In 1967, my father and neighbor formed a partnership equipping stores with washers. When I was 13 years old, I would bring my toolbox up there, and by the time I was 16 years old, I was out fixing the machines. In 1980, I was working as a chemist and my father made me an offer I couldn’t refuse. I went to work with him and I have not looked back. I’ve now been in the business for 36 years.
What are the challenges that laundromats are facing today?
The biggest challenge is maintaining profitability with the increase in water and sewer rates. Water and sewer costs have become a very expensive utility expense for laundromats. Many water supply and sewer improvements have caused huge capital costs that local towns and counties have passed along to water consumers. Laundromats are one of the biggest consumers of water and are at the mercy of local water municipalities and their water rates. To maintain profitability, laundromats need to keep an extra eye on their expenses and increase vend prices accordingly.
What major trends are you noticing in the laundromat industry today?
More and more people are going to a cashless society. This month I saw a study come out that said over 50% of transactions are now electronic. The time spent in coin laundromats emptying quarters out of the machines, counting them, and filling bill changers two to three times per week is very non-productive. Until you go to an alternative payment system, you are going to max out at 12-16 stores, because after that you are running around processing quarters all day long.

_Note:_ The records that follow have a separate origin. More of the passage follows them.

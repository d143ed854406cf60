//! Visual separator between epoch logs.

use super::traits::{CallbackAction, CallbackContext, TrainerCallback};
use log::info;

/// Logs a dashed line after every epoch so runs with many per-epoch log
/// lines stay readable.
#[derive(Clone, Debug)]
pub struct DividerLine {
    length: usize,
}

impl DividerLine {
    #[must_use]
    pub fn new() -> Self {
        Self { length: 60 }
    }

    #[must_use]
    pub fn with_length(mut self, length: usize) -> Self {
        self.length = length;
        self
    }
}

impl Default for DividerLine {
    fn default() -> Self {
        Self::new()
    }
}

impl TrainerCallback for DividerLine {
    fn on_epoch_end(&mut self, _ctx: &CallbackContext) -> CallbackAction {
        info!("{}", "-".repeat(self.length));
        CallbackAction::Continue
    }

    fn name(&self) -> &'static str {
        "DividerLine"
    }
}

What trends do you see for the future?
Laundry card systems are the way of the future. The biggest evolutionary jump is eliminating the quarter. There is a high initial entry price, however, laundromats save money and time in the long run and the operator doesn’t need to physically run the store. With card operated laundromats, there is no limit to the number of laundromats you can operate and you can spend your time focusing on managing your business rather than processing quarters.
What are your thoughts about laundromats using incremental vend pricing with card systems in order to be able to raise a vend price by a few pennies instead of a quarter?

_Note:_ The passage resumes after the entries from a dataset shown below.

//! End-to-end split runner: validate directories, discover images, plan the
//! partition and materialize every split.

use super::counts::SplitCounts;
use super::error::{Result, SplitError};
use super::materialize::{materialize_split, place_pairs, select_augmented, LinkMode};
use super::plan::plan_splits;
use log::{debug, info};
use rand::rngs::StdRng;
use rand::SeedableRng;
use regex::Regex;
use std::fs;
use std::path::{Path, PathBuf};

/// Configuration for one splitting run.
///
/// Sub-directory names are resolved against `data_dir`; the output lands in
/// `<data_dir>/<out_dir>/<n>_CV/` (or `fixed_split/` without cross-validation).
#[derive(Debug, Clone)]
pub struct SplitOptions {
    pub data_dir: PathBuf,
    pub n_splits: usize,
    pub out_dir: String,
    pub im_sub_dir: String,
    pub lab_sub_dir: String,
    /// Sub-directory holding augmented images/labels to link into the
    /// training sets they derive from
    pub aug_sub_dir: Option<String>,
    pub mode: LinkMode,
    /// Glob pattern selecting image files, e.g. `*.nii*`
    pub file_pattern: String,
    pub val_fraction: f64,
    pub test_fraction: f64,
    pub seed: Option<u64>,
}

impl SplitOptions {
    #[must_use]
    pub fn new(data_dir: impl Into<PathBuf>) -> Self {
        Self {
            data_dir: data_dir.into(),
            n_splits: 5,
            out_dir: "views".to_string(),
            im_sub_dir: "images".to_string(),
            lab_sub_dir: "labels".to_string(),
            aug_sub_dir: None,
            mode: LinkMode::default(),
            file_pattern: "*.nii*".to_string(),
            val_fraction: 0.20,
            test_fraction: 0.20,
            seed: None,
        }
    }
}

/// What a completed run produced
#[derive(Debug, Clone)]
pub struct SplitReport {
    pub counts: SplitCounts,
    pub n_splits: usize,
    pub out_dir: PathBuf,
}

/// Split the dataset under `options.data_dir` and place every split on disk
pub fn run(options: &SplitOptions) -> Result<SplitReport> {
    let data_dir = std::path::absolute(&options.data_dir)?;
    let src_images = data_dir.join(&options.im_sub_dir);
    let src_labels = data_dir.join(&options.lab_sub_dir);
    for dir in [&data_dir, &src_images, &src_labels] {
        if !dir.is_dir() {
            return Err(SplitError::MissingDir(dir.clone()));
        }
    }
    let cv_dir = if options.n_splits > 1 {
        format!("{}_CV", options.n_splits)
    } else {
        "fixed_split".to_string()
    };
    let out_dir = data_dir.join(&options.out_dir).join(cv_dir);
    if out_dir.exists() {
        return Err(SplitError::OutDirExists(out_dir));
    }

    let pattern = glob_to_regex(&options.file_pattern)?;
    let images = discover(&src_images, &pattern)?;
    if images.is_empty() {
        return Err(SplitError::NoImagesMatched {
            dir: src_images,
            pattern: options.file_pattern.clone(),
        });
    }
    let counts = SplitCounts::compute(
        images.len(),
        options.n_splits,
        options.val_fraction,
        options.test_fraction,
    )?;

    let aug = match &options.aug_sub_dir {
        Some(sub) => {
            let aug_images_dir = data_dir.join(sub).join(&options.im_sub_dir);
            let aug_labels_dir = data_dir.join(sub).join(&options.lab_sub_dir);
            let aug_images = discover(&aug_images_dir, &pattern)?;
            let aug_labels = discover(&aug_labels_dir, &pattern)?;
            if aug_images.len() != aug_labels.len() {
                return Err(SplitError::AugCountMismatch {
                    images: aug_images.len(),
                    labels: aug_labels.len(),
                });
            }
            Some((aug_images_dir, aug_labels_dir, aug_images))
        }
        None => None,
    };

    let mut rng = match options.seed {
        Some(seed) => StdRng::seed_from_u64(seed),
        None => StdRng::from_os_rng(),
    };
    let plans = plan_splits(images, counts, options.n_splits, &mut rng);

    info!(
        "creating {} split(s) under '{}' ({} placement)",
        plans.len(),
        out_dir.display(),
        options.mode
    );
    fs::create_dir_all(&out_dir)?;

    for (i, plan) in plans.iter().enumerate() {
        let split_dir = if options.n_splits > 1 {
            out_dir.join(format!("split_{i}"))
        } else {
            out_dir.clone()
        };
        debug!("materialising split {}/{}", i + 1, plans.len());
        materialize_split(
            plan,
            &split_dir,
            &src_images,
            &src_labels,
            &options.im_sub_dir,
            &options.lab_sub_dir,
            options.mode,
        )?;
        if let Some((aug_images_dir, aug_labels_dir, aug_images)) = &aug {
            let picked = select_augmented(aug_images, &plan.train);
            let dest = split_dir.join("aug");
            place_pairs(
                &picked,
                &dest.join(&options.im_sub_dir),
                &dest.join(&options.lab_sub_dir),
                aug_images_dir,
                aug_labels_dir,
                options.mode,
            )?;
        }
    }

    Ok(SplitReport {
        counts,
        n_splits: options.n_splits,
        out_dir,
    })
}

/// Translate a shell glob into an anchored regex: `*` matches any run of
/// characters, `?` a single character, everything else literally
fn glob_to_regex(pattern: &str) -> Result<Regex> {
    let mut expr = String::with_capacity(pattern.len() + 8);
    expr.push('^');
    for ch in pattern.chars() {
        match ch {
            '*' => expr.push_str(".*"),
            '?' => expr.push('.'),
            _ => expr.push_str(&regex::escape(ch.encode_utf8(&mut [0; 4]))),
        }
    }
    expr.push('$');
    Regex::new(&expr).map_err(|source| SplitError::BadPattern {
        pattern: pattern.to_string(),
        source,
    })
}

/// Files in `dir` whose name matches `pattern`, sorted by name
fn discover(dir: &Path, pattern: &Regex) -> Result<Vec<PathBuf>> {
    let mut found = Vec::new();
    for entry in fs::read_dir(dir)? {
        let path = entry?.path();
        if !path.is_file() {
            continue;
        }
        if let Some(name) = path.file_name() {
            if pattern.is_match(&name.to_string_lossy()) {
                found.push(path);
            }
        }
    }
    found.sort();
    Ok(found)
}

I like it. I’ve done it with pennies but I actually prefer nickel incremental pricing. Incremental vend pricing is a huge advantage of implementing LaundryCard over FasCard, because you are able to increase your pricing by an amount less than a quarter. When your water rates go up, you can take advantage of incremental vend pricing by increasing the cost of your washers to help you absorb the increase in utility expenses.
What’s the best way today for a laundromat to increase the value of their laundromat business?

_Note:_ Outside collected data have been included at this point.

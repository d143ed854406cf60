//! CLI module for segmentar
//!
//! This module contains all CLI command handlers and utilities.

mod args;
mod commands;
mod logging;

pub use args::{
    parse_args, Cli, Command, CvSplitArgs, InfoArgs, InitArgs, OutputFormat, ValidateArgs,
};
pub use commands::run_command;
pub use logging::LogLevel;
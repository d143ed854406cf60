//! Hyperparameter store error types.

use std::path::PathBuf;
use thiserror::Error;

/// Hyperparameter file errors
#[derive(Debug, Error)]
pub enum HParamsError {
    #[error("YAML path '{0}' does not exist")]
    MissingFile(PathBuf),

    #[error("No group named '{0}'")]
    UnknownGroup(String),

    #[error("Group '{0}' is not a mapping")]
    NotAMapping(String),

    #[error("Group text must start with a 'name:' line, got: {0:?}")]
    InvalidGroupText(String),

    #[error("YAML error: {0}")]
    Yaml(#[from] serde_yaml::Error),

    #[error("Regex error: {0}")]
    Regex(#[from] regex::Error),

    #[error("IO error: {0}")]
    Io(#[from] std::io::Error),
}

/// Result type for hyperparameter operations
pub type Result<T> = std::result::Result<T, HParamsError>;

Investing in a card laundromat system. You know exactly up front what the revenue is for the store and operating that card store is much easier. With coin operated stores, you have to be there at least 2-3x per week. With a card store, all you need is a trusted individual to collect the paper receipts because you know your true business numbers and exactly how much is in there. When you’re buying a business, it’s based on profitability. You can increase the value of a laundromat by increasing the multiple at which the store is valued. If your store has laundry equipment with a card system, then you are increasing the multiple because the store is worth more. The more automated and hands free you can make your laundromat, the higher the multiplier of the profit and the higher the value of the store. A card laundromat is an investor rich system whereas a coin laundromat is an owner operated system.
What advice would you give a new store owner just getting into the laundry business?
I would suggest doing as much research as possible. A laundromat business is capital intensive and you really want to make sure you have the best distributor, equipment and location. You want to partner with a distributor who has been around at least 10-15 years, knows the area, and knows about running a laundromat.